Using the printing parameters shown in Table 1, it was possible to optimize the values of the “Layer thickness” and the “Feedback velocity” as temperature and humidity changed (Fig. 7). The values shown in Fig. 7 allow to print the structures with considerable accuracy (see 3.2 subsection), without suffering appreciable flexural effects due to overhang.

Fig.7.

Printing parameters: (a) Layer thickness; (b) Feedback velocity.

The dimensions of the unit cells (20 × 20 × 20 mm) and the geometric layout adopted in the printed lattice structures ensure that the sections of the structure always have inclinations less than or equal to 45°. In particular, the inclined struts inside the cube are inclined respectively at angles of 35. 26° (Fig. 8a) and 45° (Fig. 8b).

Fig.8.

Inclined struts inside the unit cell: (a) 35.26° inclined struts; (b) 45° inclined struts.

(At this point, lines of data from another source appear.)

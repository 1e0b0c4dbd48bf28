use std::path::{Path, PathBuf};

use anyhow::{Context, Result, anyhow};
use iroh::protocol::Router;
use iroh::{EndpointId, SecretKey};
use iroh_gossip::{ALPN as GOSSIP_ALPN, net::Gossip};
use tracing::{debug, info};

use crate::persist::write_atomic;

/// An iroh endpoint with gossip, keeping its identity under `path`.
#[derive(Clone, Debug)]
pub struct Iroh {
    router: Router,
    gossip: Gossip,
    path: PathBuf,
}

impl Iroh {
    pub async fn new(path: PathBuf) -> Result<Self> {
        tokio::fs::create_dir_all(&path).await?;

        let key = load_secret_key(&path.join("keypair")).await?;
        let endpoint = iroh::Endpoint::builder().secret_key(key).bind().await?;
        let gossip = Gossip::builder().spawn(endpoint.clone());
        let router = Router::builder(endpoint)
            .accept(GOSSIP_ALPN, gossip.clone())
            .spawn();
        info!(endpoint = %router.endpoint().id(), "iroh endpoint ready");
        Ok(Self {
            router,
            gossip,
            path,
        })
    }

    pub fn id(&self) -> EndpointId {
        self.endpoint().id()
    }

    pub fn path(&self) -> &PathBuf {
        &self.path
    }

    pub fn endpoint(&self) -> &iroh::Endpoint {
        self.router.endpoint()
    }

    pub fn gossip(&self) -> &Gossip {
        &self.gossip
    }

    pub async fn shutdown(self) -> Result<()> {
        self.router.shutdown().await?;
        Ok(())
    }
}

async fn load_secret_key(key_path: &Path) -> Result<SecretKey> {
    if key_path.exists() {
        let key_bytes = tokio::fs::read(key_path)
            .await
            .with_context(|| format!("unable to read '{}'", key_path.display()))?;
        let key: [u8; 32] = key_bytes.as_slice().try_into().map_err(|_| {
            anyhow!(
                "invalid keyfile, expected 32 bytes, got {}",
                key_bytes.len()
            )
        })?;
        debug!(path = %key_path.display(), "reusing secret key");
        Ok(SecretKey::from_bytes(&key))
    } else {
        let secret_key = SecretKey::generate(&mut rand::rng());
        write_atomic(key_path, &secret_key.to_bytes())
            .await
            .context("unable to write keyfile")?;
        debug!(path = %key_path.display(), "generated secret key");
        Ok(secret_key)
    }
}
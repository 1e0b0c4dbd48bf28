use crate::{config::ROOM_ID_LEN, error::Error};
use rand::Rng;
use serde::{Deserialize, Serialize};
use std::{fmt::Display, ops::Deref};

const ALPHABET: &[u8] = b"0123456789abcdefghijklmnopqrstuvwxyz";

/// Random base-36 identifier of [`ROOM_ID_LEN`] characters.
pub fn random_id() -> String {
    let mut rng = rand::rng();
    (0..ROOM_ID_LEN)
        .map(|_| ALPHABET[rng.random_range(0..ALPHABET.len())] as char)
        .collect()
}

/// Address of a room: the id of the peer that created it.
#[derive(Serialize, Deserialize, Debug, Clone, PartialEq, Eq, Hash, PartialOrd, Ord)]
#[serde(try_from = "String", into = "String")]
pub struct RoomId(String);

impl RoomId {
    /// Validate a room identifier, as carried in `?room=<id>`.
    pub fn parse(raw: &str) -> Result<Self, Error> {
        let valid = raw.chars().count() == ROOM_ID_LEN && raw.chars().all(|c| c.is_ascii_alphanumeric());
        if valid {
            Ok(Self(raw.to_string()))
        } else {
            Err(Error::InvalidRoomId(raw.to_string()))
        }
    }

    pub fn generate() -> Self {
        Self(random_id())
    }

    /// Query string that lets a second participant join this room.
    pub fn query(&self) -> String {
        format!("?room={}", self.0)
    }

    /// Extract and validate the `room` parameter of a query string.
    pub fn from_query(query: &str) -> Result<Option<Self>, Error> {
        query
            .trim_start_matches('?')
            .split('&')
            .filter_map(|pair| pair.split_once('='))
            .find(|(key, _)| *key == "room")
            .map(|(_, value)| Self::parse(value))
            .transpose()
    }
}

impl Deref for RoomId {
    type Target = str;

    fn deref(&self) -> &Self::Target {
        &self.0
    }
}

impl Display for RoomId {
    fn fmt(&self, f: &mut std::fmt::Formatter<'_>) -> std::fmt::Result {
        write!(f, "{}", self.0)
    }
}

impl TryFrom<String> for RoomId {
    type Error = Error;

    fn try_from(value: String) -> Result<Self, Self::Error> {
        Self::parse(&value)
    }
}

impl From<RoomId> for String {
    fn from(value: RoomId) -> Self {
        value.0
    }
}
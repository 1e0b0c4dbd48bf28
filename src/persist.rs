use anyhow::{Context, Result};
use std::path::Path;
use tempfile::NamedTempFile;

/// Replace `path` with `bytes` without ever leaving a half-written file.
pub(crate) async fn write_atomic(path: &Path, bytes: &[u8]) -> Result<()> {
    let dir = path
        .parent()
        .with_context(|| format!("'{}' has no parent directory", path.display()))?;
    tokio::fs::create_dir_all(dir).await?;

    let temp = NamedTempFile::new_in(dir)?;
    let (file, temp_path) = temp.into_parts();
    let mut file = tokio::fs::File::from_std(file);
    tokio::io::AsyncWriteExt::write_all(&mut file, bytes).await?;
    file.sync_all().await?;
    drop(file);

    tokio::fs::rename(&temp_path, path)
        .await
        .with_context(|| format!("unable to replace '{}'", path.display()))?;
    // The file now lives at `path`; forget the temp handle instead of deleting it.
    let _ = temp_path.keep();
    Ok(())
}
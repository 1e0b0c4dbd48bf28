//! Wire format of the game channel.
//!
//! Every frame is a JSON text object with a mandatory `type` tag. Game frames
//! carry player state; signaling frames (`offer`, `answer`, `candidate`) only
//! matter while a channel is being negotiated and are opaque to the game.

use crate::{
    error::Error,
    player::{PlayerId, PlayerSnapshot},
};
use serde::{Deserialize, Serialize};
use serde_json::{Map, Value};
use std::sync::Arc;

#[derive(Serialize, Deserialize, Debug, Clone, PartialEq)]
#[serde(tag = "type", rename_all = "snake_case")]
pub enum GameMessage {
    PlayerJoined {
        id: PlayerId,
        #[serde(default)]
        player: PlayerSnapshot,
    },
    RequestPlayers {
        id: PlayerId,
    },
    PlayerList {
        players: Vec<PlayerSnapshot>,
    },
    PlayerSync {
        player: PlayerSnapshot,
    },
    #[serde(rename_all = "camelCase")]
    Movement {
        player_id: PlayerId,
        x: f64,
        y: f64,
        timestamp: u64,
    },
    #[serde(rename_all = "camelCase")]
    Chat { player_id: PlayerId, text: String },
    #[serde(rename_all = "camelCase")]
    AvatarUpdate {
        player_id: PlayerId,
        avatar: Arc<str>,
    },
    #[serde(rename_all = "camelCase")]
    PlayerLeft { player_id: PlayerId },
}

impl GameMessage {
    pub const TAGS: [&'static str; 8] = [
        "player_joined",
        "request_players",
        "player_list",
        "player_sync",
        "movement",
        "chat",
        "avatar_update",
        "player_left",
    ];

    pub fn tag(&self) -> &'static str {
        match self {
            GameMessage::PlayerJoined { .. } => "player_joined",
            GameMessage::RequestPlayers { .. } => "request_players",
            GameMessage::PlayerList { .. } => "player_list",
            GameMessage::PlayerSync { .. } => "player_sync",
            GameMessage::Movement { .. } => "movement",
            GameMessage::Chat { .. } => "chat",
            GameMessage::AvatarUpdate { .. } => "avatar_update",
            GameMessage::PlayerLeft { .. } => "player_left",
        }
    }

    pub fn encode(&self) -> Result<String, Error> {
        serde_json::to_string(self).map_err(|e| Error::EncodeError(e.to_string()))
    }
}

/// Connection setup payloads exchanged over the signaling relay.
#[derive(Serialize, Deserialize, Debug, Clone, PartialEq)]
#[serde(tag = "type", rename_all = "snake_case")]
pub enum SignalMessage {
    Offer {
        #[serde(flatten)]
        payload: Map<String, Value>,
    },
    Answer {
        #[serde(flatten)]
        payload: Map<String, Value>,
    },
    Candidate {
        #[serde(flatten)]
        payload: Map<String, Value>,
    },
}

impl SignalMessage {
    pub const TAGS: [&'static str; 3] = ["offer", "answer", "candidate"];
}

/// A decoded inbound frame.
#[derive(Debug, Clone, PartialEq)]
pub enum Frame {
    Game(GameMessage),
    Signal(SignalMessage),
}

/// Decode one text frame, telling malformed payloads apart from unknown tags.
pub fn decode(frame: &str) -> Result<Frame, Error> {
    let value: Value = serde_json::from_str(frame).map_err(|e| Error::DecodeError(e.to_string()))?;
    let tag = value
        .get("type")
        .and_then(Value::as_str)
        .ok_or_else(|| Error::DecodeError("missing `type` field".to_string()))?
        .to_string();

    if SignalMessage::TAGS.contains(&tag.as_str()) {
        return serde_json::from_value(value)
            .map(Frame::Signal)
            .map_err(|e| Error::DecodeError(format!("{tag}: {e}")));
    }
    if !GameMessage::TAGS.contains(&tag.as_str()) {
        return Err(Error::UnknownMessageType(tag));
    }
    serde_json::from_value(value)
        .map(Frame::Game)
        .map_err(|e| Error::DecodeError(format!("{tag}: {e}")))
}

3.2 Dimensional Assessment of 3D Printed Cellular Structures

Three special Azure Kinect DK sensors, equipped with advanced artificial intelligence system, were used to detect and quantify with high accuracy printing errors on the above-mentioned lattice structures (Fig. 9). Each Kinect sensor contains a depth sensor, camera and orientation sensor and, thus, is a compact “all-in-one” device usable with multiple modes by compiling the appropriate subroutines in Matlab environment. The most complete and accurate acquisitions (accuracy of 0.01 mm) were obtained by arranging 3 DK sensors at 120° around each printed structure (Fig. 9b).

Fig. 9.

(a) Azure Kinetic DK sensors acquisition system setup; (b) acquisition layout.

The acquisition with the three special Azure Kinect DK sensors has made possible to evaluate the printing errors for all the lattice structures manufactured. Figure 10 shows the comparison, in terms of dimensional deviation, between the proposed lattice with mixed cells structure printed with Anycubic Chiron printer using the PET-G and the designed STL model relative to the mixed-cells structure.

Fig. 10.

Dimensional deviation between the printed structure and the STL model.

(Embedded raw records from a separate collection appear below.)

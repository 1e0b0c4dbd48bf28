use crate::{GameRoom, preset::CharacterPreset, scene::Scene};
use anyhow::{Result, anyhow};
use tokio::sync::oneshot;

/// Requests from the UI to the room event loop.
#[derive(Debug)]
pub enum Intent {
    /// Move to an absolute position. Replies whether the move was allowed.
    Move {
        x: f64,
        y: f64,
        reply: oneshot::Sender<bool>,
    },
    /// Step by `player_speed` in the given direction.
    Step {
        dx: f64,
        dy: f64,
        reply: oneshot::Sender<bool>,
    },
    Chat(String),
    Avatar(String),
    Preset(CharacterPreset),
    LoadScene(Box<Scene>),
    Resize {
        width: f64,
        height: f64,
    },
    Leave(oneshot::Sender<()>),
}

impl GameRoom {
    async fn submit(&self, intent: Intent) -> Result<()> {
        self.intents
            .send(intent)
            .await
            .map_err(|_| anyhow!("room event loop has stopped"))
    }

    /// Move our player to `(x, y)`. Returns false if the scene blocks it.
    pub async fn move_to(&self, x: f64, y: f64) -> Result<bool> {
        let (reply, moved) = oneshot::channel();
        self.submit(Intent::Move { x, y, reply }).await?;
        Ok(moved.await?)
    }

    /// Keyboard-style step, e.g. `(1.0, 0.0)` for right.
    pub async fn step(&self, dx: f64, dy: f64) -> Result<bool> {
        let (reply, moved) = oneshot::channel();
        self.submit(Intent::Step { dx, dy, reply }).await?;
        Ok(moved.await?)
    }

    /// Send a chat message
    pub async fn send_chat(&self, text: &str) -> Result<()> {
        self.submit(Intent::Chat(text.to_string())).await
    }

    /// Replace our avatar image (an opaque encoded string).
    pub async fn update_avatar(&self, avatar: &str) -> Result<()> {
        self.submit(Intent::Avatar(avatar.to_string())).await
    }

    /// Apply a character preset to our player and share it.
    pub async fn apply_preset(&self, preset: CharacterPreset) -> Result<()> {
        self.submit(Intent::Preset(preset)).await
    }

    pub async fn load_scene(&self, scene: Scene) -> Result<()> {
        self.submit(Intent::LoadScene(Box::new(scene))).await
    }

    pub async fn resize(&self, width: f64, height: f64) -> Result<()> {
        self.submit(Intent::Resize { width, height }).await
    }

    /// Say goodbye to the room and stop the event loop.
    pub async fn leave(mut self) -> Result<()> {
        let (reply, done) = oneshot::channel();
        self.submit(Intent::Leave(reply)).await?;
        done.await?;
        if let Some(handle) = self.event_handle.take() {
            handle.await?;
        }
        Ok(())
    }
}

In detail, it was found that the maximum error occurs on the struts of the upper zone, which were printed last. In particular, the maximum positive errors (dimensions greater than the design ones) of magnitude equal to 0.22 mm occurred on the horizontal struts of the ends of the cubic structure, while the negative ones (dimensions smaller than the design ones) of magnitude equal to −0.12 mm occurred on the struts inclined by 45° in the central area of the cube (Fig. 10).

4 Conclusions

High porosity lattice structures for AM were analyzed in terms of stiffness and printability. Appropriate geometrical configurations of the unit cells with low strut size in relation to cell size have proven a satisfactory performance in terms of stiffness and accuracy in printing. The hybrid structure proposed can further reduce the overall weight with a limited decrease of stiffness. With the approach suggested in this study, potentially, the different type of unit cells should be easily arranged as required and the percentage of lighter unit cells can be varied, according to the final geometry of the part, considered that libraries of the basic unit cells could also be made available. As for manufacturing, support-less 3D printing has shown to be advantageous in terms of material as well preserving the dimensional accuracy of the produced parts.